Óscar Saladié apenas desayuna. Se levanta con el estómago cerrado y, mientras se ducha, tiene ganas de vomitar cuando piensa en el trabajo que le espera. Con 52 años, está estresado y quiere dejarlo todo. Le dice a su mujer, Araceli, que así no pueden seguir, que un día va a pasar algo y gordo. La mañana del 14 de enero de 2020, Óscar toma un té y se va a Iqoxe, una de las empresas del complejo petroquímico de Tarragona, donde trabaja como jefe de planta. Allí sigue (ha excedido su horario, como siempre) a las 18.37, cuando una deflagración levanta de sus anclajes el reactor de la planta de derivados U-3100 y provoca una tremenda explosión.
“El accidente más grave ocurrido en una empresa química en toda Europa”, según la jueza que acaba de finalizar la investigación, confirma la intuición del jefe de planta y las declaraciones a los Mossos de otros trabajadores, que “habían interiorizado la posibilidad de un grave accidente por la dinámica de trabajo”. Saladié murió en la sala de control, un espacio con oficinas y vestuarios a apenas diez metros de la planta, “rodeada de reactores” y sin más protección que una plancha de unos milímetros. La sala, que quedó destrozada y fue “bunkerizada” tras el siniestro, fue también la tumba de su compañero Óscar Atance, jefe de turno, que había expresado a su esposa idéntico temor: un día saldrían volando.
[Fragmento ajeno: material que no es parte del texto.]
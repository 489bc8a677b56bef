//! Options recognised by the [`Matcher`](crate::Matcher).
//!
//! Every option has a default, so a configuration may be deserialised from
//! a partial document:
//!
//! ```rust
//! use roadmatch::MatchConfig;
//!
//! let config = MatchConfig::default()
//!     .with_search_radius(50.0)
//!     .with_projected_coordinates(false);
//!
//! assert!(config.validate().is_ok());
//! ```
use serde::{Deserialize, Serialize};

use crate::error::ConfigError;

/// Padding applied to the trajectory bounding box before clipping the network.
pub const DEFAULT_ENLARGE_DISTANCE: f64 = 300.0;

/// Spacing of the reference points interpolated along every edge.
pub const DEFAULT_REFERENCE_SPACING: f64 = 30.0;

/// Reference points are never interpolated closer together than this.
pub const MIN_REFERENCE_SPACING: f64 = 0.5;

/// Radius of the candidate search circle around each observation.
pub const DEFAULT_SEARCH_RADIUS: f64 = 30.0;

/// Standard deviation of GPS noise (Newson & Krumm, 2009).
pub const DEFAULT_EMISSION_SIGMA: f64 = 4.07;

/// Scale of the exponential distance-discrepancy distribution.
pub const DEFAULT_TRANSITION_BETA: f64 = 3.0;

/// Upper bound of the routed distance between two candidates,
/// relative to the displacement of their observations.
pub const DEFAULT_MAX_DETOUR_FACTOR: f64 = 8.0;

#[derive(Clone, Debug, PartialEq, Serialize, Deserialize)]
#[serde(default, rename_all = "camelCase")]
pub struct MatchConfig {
    pub enlarge_distance_meters: f64,
    pub reference_point_spacing_meters: f64,
    pub candidate_search_radius_meters: f64,
    pub emission_sigma_meters: f64,
    pub transition_beta_meters: f64,
    pub max_detour_factor: f64,

    /// Keeps the projected (matched) coordinate in every matched result.
    pub keep_projected_coordinates: bool,

    /// Attaches the way identifier and road tags of the matched edge.
    pub road_info: bool,
}

impl Default for MatchConfig {
    fn default() -> Self {
        Self {
            enlarge_distance_meters: DEFAULT_ENLARGE_DISTANCE,
            reference_point_spacing_meters: DEFAULT_REFERENCE_SPACING,
            candidate_search_radius_meters: DEFAULT_SEARCH_RADIUS,
            emission_sigma_meters: DEFAULT_EMISSION_SIGMA,
            transition_beta_meters: DEFAULT_TRANSITION_BETA,
            max_detour_factor: DEFAULT_MAX_DETOUR_FACTOR,
            keep_projected_coordinates: true,
            road_info: false,
        }
    }
}

impl MatchConfig {
    pub fn with_enlarge_distance(self, meters: f64) -> Self {
        Self {
            enlarge_distance_meters: meters,
            ..self
        }
    }

    pub fn with_reference_spacing(self, meters: f64) -> Self {
        Self {
            reference_point_spacing_meters: meters,
            ..self
        }
    }

    pub fn with_search_radius(self, meters: f64) -> Self {
        Self {
            candidate_search_radius_meters: meters,
            ..self
        }
    }

    pub fn with_emission_sigma(self, meters: f64) -> Self {
        Self {
            emission_sigma_meters: meters,
            ..self
        }
    }

    pub fn with_transition_beta(self, meters: f64) -> Self {
        Self {
            transition_beta_meters: meters,
            ..self
        }
    }

    pub fn with_max_detour_factor(self, factor: f64) -> Self {
        Self {
            max_detour_factor: factor,
            ..self
        }
    }

    pub fn with_projected_coordinates(self, keep: bool) -> Self {
        Self {
            keep_projected_coordinates: keep,
            ..self
        }
    }

    pub fn with_road_info(self, road_info: bool) -> Self {
        Self { road_info, ..self }
    }

    /// Checks every numeric option is usable.
    ///
    /// The enlarge distance may be zero (no padding), every other
    /// distance must be strictly positive. The reference spacing must
    /// be at least [`MIN_REFERENCE_SPACING`].
    pub fn validate(&self) -> Result<(), ConfigError> {
        let positive = [
            (
                "referencePointSpacingMeters",
                self.reference_point_spacing_meters,
            ),
            (
                "candidateSearchRadiusMeters",
                self.candidate_search_radius_meters,
            ),
            ("emissionSigmaMeters", self.emission_sigma_meters),
            ("transitionBetaMeters", self.transition_beta_meters),
        ];

        if let Some((option, value)) = positive
            .into_iter()
            .find(|(_, value)| !value.is_finite() || *value <= 0.0)
        {
            return Err(ConfigError::NonPositive { option, value });
        }

        if self.reference_point_spacing_meters < MIN_REFERENCE_SPACING {
            return Err(ConfigError::SpacingTooSmall(
                self.reference_point_spacing_meters,
            ));
        }

        if !self.enlarge_distance_meters.is_finite() || self.enlarge_distance_meters < 0.0 {
            return Err(ConfigError::NonPositive {
                option: "enlargeDistanceMeters",
                value: self.enlarge_distance_meters,
            });
        }

        if !(self.max_detour_factor >= 1.0 && self.max_detour_factor.is_finite()) {
            return Err(ConfigError::DetourFactorTooSmall(self.max_detour_factor));
        }

        Ok(())
    }
}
Lo que también salió volando aquella tarde, a gran velocidad y sin dirección, fue una plancha del reactor de 500 kilos que, incandescente, recorrió dos kilómetros y medio hasta impactar en una vivienda del barrio de Torreforta, en Tarragona. El techo del tercer piso se hundió y mató al vecino del piso de abajo, el frutero Sergio Millán, de 59 años, la más surrealista de las tres muertes por un accidente que reabre el debate sobre la proximidad entre la petroquímica y los núcleos habitados de un área que también es un polo de atracción turística. La investigación judicial revela, de forma indiciaria, que Iqoxe descuidó la seguridad para obtener más beneficios, que la Generalitat gestionó de forma pésime el incidente y que, ese día, la tragedia a punto estuvo de convertirse en catástrofe.
Rentabilidad y seguridad
El consejero delegado de Iqoxe, José Luis Morlanes, y el director de la fábrica de Tarragona, Juan Manuel Rodríguez, se sentarán en el banquillo de los acusados por homicidio imprudente y por un delito contra los derechos de los trabajadores. Desde que, en 2014, el grupo Cristian Lay (dedicado sobre todo a la joyería) compró la fábrica, ejecutaron un plan para “aumentar la producción y reducir los costes”. El resultado fue que la actividad en una industria altamente peligrosa se desarrolló “sin las debidas condiciones de seguridad”. La empresa, afirma rotunda la jueza Sofía Beltrán en su auto, “priorizó la rentabilidad sobre la seguridad de las personas”.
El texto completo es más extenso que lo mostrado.